Sharmin Sultana

Personal information
- Full name: Sharmin Sultana
- Born: 1 December 1993 (age 32) Bogra, Bangladesh
- Batting: Right-handed
- Role: Batter

International information
- National side: Bangladesh (2017–2019);
- ODI debut (cap 25): 16 January 2017 v South Africa
- Last ODI: 4 November 2019 v Pakistan

Domestic team information
- 2009/10–2012/13: Sylhet Division
- 2017–2017/18: Rajshahi Division

Career statistics
| Competition | WODI |
| Matches | 13 |
| Runs scored | 115 |
| Batting average | 8.84 |
| 100s/50s | 0/0 |
| Top score | 27 |
| Catches/stumpings | 3/– |
- Source: Cricinfo, 7 April 2022

= Sharmin Sultana (cricketer) =

Bangladeshi cricketer (born 1993)

Sharmin Sultana (শারমিন সুলতানা; born 1 December 1993) is a Bangladeshi cricketer who plays as a right-handed batter.

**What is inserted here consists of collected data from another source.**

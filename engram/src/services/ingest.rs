use std::sync::Arc;

use chrono::Utc;
use validator::Validate;

use crate::consistency::{ConsistencyManager, Reconciliation};
use crate::embeddings::EmbeddingProvider;
use crate::error::{EngramError, Result};
use crate::extract::FactExtractor;
use crate::llm::{prompts, LlmProvider};
use crate::models::{IngestBatchRequest, IngestRequest, IngestResponse, MemoryFact};
use crate::normalize::normalize_text;

use super::facts::new_fact_id;

const FALLBACK_TITLE_LEN: usize = 80;
const FALLBACK_SUMMARY_LEN: usize = 200;

/// The full ingestion pipeline: normalize, extract, classify, embed,
/// reconcile, and annotate with a title and summary.
pub struct IngestService {
    embeddings: Arc<EmbeddingProvider>,
    llm: Arc<LlmProvider>,
    extractor: FactExtractor,
    consistency: Arc<ConsistencyManager>,
}

impl IngestService {
    pub fn new(
        embeddings: Arc<EmbeddingProvider>,
        llm: Arc<LlmProvider>,
        extractor: FactExtractor,
        consistency: Arc<ConsistencyManager>,
    ) -> Self {
        Self {
            embeddings,
            llm,
            extractor,
            consistency,
        }
    }

    pub async fn extract_and_save(
        &self,
        owner_id: &str,
        request: IngestRequest,
    ) -> Result<IngestResponse> {
        request
            .validate()
            .map_err(|e| EngramError::Validation(e.to_string()))?;

        let now = Utc::now();
        let normalized = normalize_text(&request.text, now);
        let mut candidates = self.extractor.extract(&normalized, now).await;

        if let Some(force) = request.force_is_core {
            for candidate in candidates.iter_mut() {
                candidate.is_core = force;
            }
        }

        let contents: Vec<&str> = candidates.iter().map(|c| c.content.as_str()).collect();
        let embeddings = self.embeddings.embed_batch(&contents).await;

        let mut saved = Vec::new();
        for (candidate, embedding) in candidates.into_iter().zip(embeddings) {
            let mut fact =
                MemoryFact::new(new_fact_id(), owner_id.to_string(), candidate.content);
            fact.is_core = candidate.is_core;
            fact.kind = candidate.kind;
            fact.confidence = Some(candidate.confidence);
            fact.expires_at = candidate.expires_at;
            fact.tags = request.tags.clone();
            fact.source_doc_id = request.source_doc_id.clone();
            fact.embedding = embedding;

            match self.consistency.reconcile_and_save(fact).await? {
                Reconciliation::Duplicate { existing_id } => {
                    tracing::debug!(existing_id = %existing_id, "Skipped duplicate fact");
                }
                Reconciliation::Created { fact } => {
                    self.consistency.semantic_sweep(&fact).await?;
                    saved.push(fact);
                }
            }
        }

        let (title, summary) = self.title_and_summary(&request.text).await;
        tracing::info!(
            owner_id,
            facts = saved.len(),
            "Ingestion complete"
        );

        Ok(IngestResponse {
            facts: saved,
            title,
            summary,
        })
    }

    /// Batch ingestion. The item cap and every item's own limits are
    /// validated up front, so an oversized batch never writes anything.
    pub async fn extract_and_save_batch(
        &self,
        owner_id: &str,
        batch: IngestBatchRequest,
    ) -> Result<Vec<IngestResponse>> {
        batch
            .validate()
            .map_err(|e| EngramError::Validation(e.to_string()))?;

        let mut responses = Vec::with_capacity(batch.items.len());
        for item in batch.items {
            responses.push(self.extract_and_save(owner_id, item).await?);
        }
        Ok(responses)
    }

    /// Title/summary via the LLM, with a deterministic truncation fallback.
    async fn title_and_summary(&self, text: &str) -> (String, String) {
        if self.llm.is_available() {
            let prompt = prompts::title_summary_prompt(text);
            match self.llm.complete_json(&prompt, None).await {
                Ok(value) => {
                    let title = value.get("title").and_then(|v| v.as_str());
                    let summary = value.get("summary").and_then(|v| v.as_str());
                    if let (Some(title), Some(summary)) = (title, summary) {
                        return (title.to_string(), summary.to_string());
                    }
                    tracing::warn!("Title/summary response missing fields, using fallback");
                }
                Err(e) => {
                    tracing::warn!(error = %e, "Title/summary call failed, using fallback");
                }
            }
        }
        fallback_title_summary(text)
    }
}

/// First sentence (truncated) as the title, leading text as the summary.
fn fallback_title_summary(text: &str) -> (String, String) {
    let trimmed = text.trim();
    let first_sentence = trimmed
        .split_inclusive(['.', '!', '?'])
        .next()
        .unwrap_or(trimmed)
        .trim_end_matches(['.', '!', '?'])
        .trim();

    (
        truncate_chars(first_sentence, FALLBACK_TITLE_LEN),
        truncate_chars(trimmed, FALLBACK_SUMMARY_LEN),
    )
}

fn truncate_chars(text: &str, max: usize) -> String {
    if text.chars().count() <= max {
        return text.to_string();
    }
    let cut: String = text.chars().take(max.saturating_sub(3)).collect();
    format!("{}...", cut.trim_end())
}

She made her Women's One Day International (WODI) debut against South Africa on 16 January 2017.

In June 2018, she was part of Bangladesh's squad that won the 2018 Women's Twenty20 Asia Cup tournament, their first ever Women's Asia Cup title. Later the same month, she was named in Bangladesh's squad for the 2018 ICC Women's World Twenty20 Qualifier tournament.